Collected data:
Start of Block

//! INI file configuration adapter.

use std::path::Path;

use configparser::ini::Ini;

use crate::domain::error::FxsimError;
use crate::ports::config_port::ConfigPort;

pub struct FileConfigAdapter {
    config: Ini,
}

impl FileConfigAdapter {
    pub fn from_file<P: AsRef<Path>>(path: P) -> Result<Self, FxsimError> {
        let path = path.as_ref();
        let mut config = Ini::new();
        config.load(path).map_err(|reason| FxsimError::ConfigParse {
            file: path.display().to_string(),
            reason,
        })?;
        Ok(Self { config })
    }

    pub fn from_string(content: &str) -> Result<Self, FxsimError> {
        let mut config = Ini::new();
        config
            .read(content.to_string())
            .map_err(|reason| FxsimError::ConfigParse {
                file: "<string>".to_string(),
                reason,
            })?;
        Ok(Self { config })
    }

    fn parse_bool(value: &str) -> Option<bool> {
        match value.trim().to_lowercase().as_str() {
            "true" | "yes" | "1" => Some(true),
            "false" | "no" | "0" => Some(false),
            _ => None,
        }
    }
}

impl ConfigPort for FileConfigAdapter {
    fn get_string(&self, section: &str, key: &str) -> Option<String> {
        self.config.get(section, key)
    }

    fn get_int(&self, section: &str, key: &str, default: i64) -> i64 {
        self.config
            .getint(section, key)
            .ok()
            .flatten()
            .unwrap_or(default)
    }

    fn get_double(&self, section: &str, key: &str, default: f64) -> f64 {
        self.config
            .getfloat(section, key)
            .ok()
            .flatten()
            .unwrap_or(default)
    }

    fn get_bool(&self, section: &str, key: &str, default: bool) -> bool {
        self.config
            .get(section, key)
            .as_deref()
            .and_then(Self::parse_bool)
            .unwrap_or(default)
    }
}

End of Block
Start of Block

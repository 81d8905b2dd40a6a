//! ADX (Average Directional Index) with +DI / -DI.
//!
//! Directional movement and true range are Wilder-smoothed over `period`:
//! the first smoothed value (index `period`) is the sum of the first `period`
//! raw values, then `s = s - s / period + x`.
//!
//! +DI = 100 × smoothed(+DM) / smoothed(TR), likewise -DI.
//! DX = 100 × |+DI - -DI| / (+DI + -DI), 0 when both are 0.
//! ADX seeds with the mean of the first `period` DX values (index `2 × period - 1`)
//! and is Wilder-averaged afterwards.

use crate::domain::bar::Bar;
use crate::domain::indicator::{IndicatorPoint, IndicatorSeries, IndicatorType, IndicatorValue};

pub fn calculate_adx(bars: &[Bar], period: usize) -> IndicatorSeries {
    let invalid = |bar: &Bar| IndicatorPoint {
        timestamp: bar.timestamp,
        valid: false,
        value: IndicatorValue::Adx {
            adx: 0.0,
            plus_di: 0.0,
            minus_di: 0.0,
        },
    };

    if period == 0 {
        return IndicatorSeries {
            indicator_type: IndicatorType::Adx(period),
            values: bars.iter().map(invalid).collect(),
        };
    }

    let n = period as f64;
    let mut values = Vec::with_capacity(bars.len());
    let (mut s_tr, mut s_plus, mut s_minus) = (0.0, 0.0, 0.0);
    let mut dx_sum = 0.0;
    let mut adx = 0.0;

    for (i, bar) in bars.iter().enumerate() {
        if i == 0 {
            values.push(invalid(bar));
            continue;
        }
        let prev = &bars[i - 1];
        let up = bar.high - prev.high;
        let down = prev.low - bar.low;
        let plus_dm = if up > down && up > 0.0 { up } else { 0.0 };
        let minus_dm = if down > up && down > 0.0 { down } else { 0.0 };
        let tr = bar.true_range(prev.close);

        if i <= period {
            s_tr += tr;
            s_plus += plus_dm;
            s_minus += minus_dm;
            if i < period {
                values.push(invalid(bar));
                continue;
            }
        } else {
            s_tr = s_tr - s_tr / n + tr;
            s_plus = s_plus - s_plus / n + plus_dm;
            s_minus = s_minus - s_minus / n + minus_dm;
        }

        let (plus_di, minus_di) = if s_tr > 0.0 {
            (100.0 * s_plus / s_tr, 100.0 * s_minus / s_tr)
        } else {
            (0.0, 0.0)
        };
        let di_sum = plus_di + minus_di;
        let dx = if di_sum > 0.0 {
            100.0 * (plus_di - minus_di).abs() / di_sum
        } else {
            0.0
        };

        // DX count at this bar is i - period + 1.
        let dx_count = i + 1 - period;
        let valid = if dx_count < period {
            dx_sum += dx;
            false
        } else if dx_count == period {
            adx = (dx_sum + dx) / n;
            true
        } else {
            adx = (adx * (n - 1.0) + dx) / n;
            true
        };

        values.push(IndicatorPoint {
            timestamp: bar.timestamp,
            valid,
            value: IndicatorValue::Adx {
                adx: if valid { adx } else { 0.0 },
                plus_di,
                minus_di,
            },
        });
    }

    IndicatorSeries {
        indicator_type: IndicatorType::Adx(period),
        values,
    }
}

End of Block

*What the exercise asks*
Copy out each line of the entries above that holds "prev".

*Task result*
        let prev = &bars[i - 1];
        let up = bar.high - prev.high;
        let down = prev.low - bar.low;
        let tr = bar.true_range(prev.close);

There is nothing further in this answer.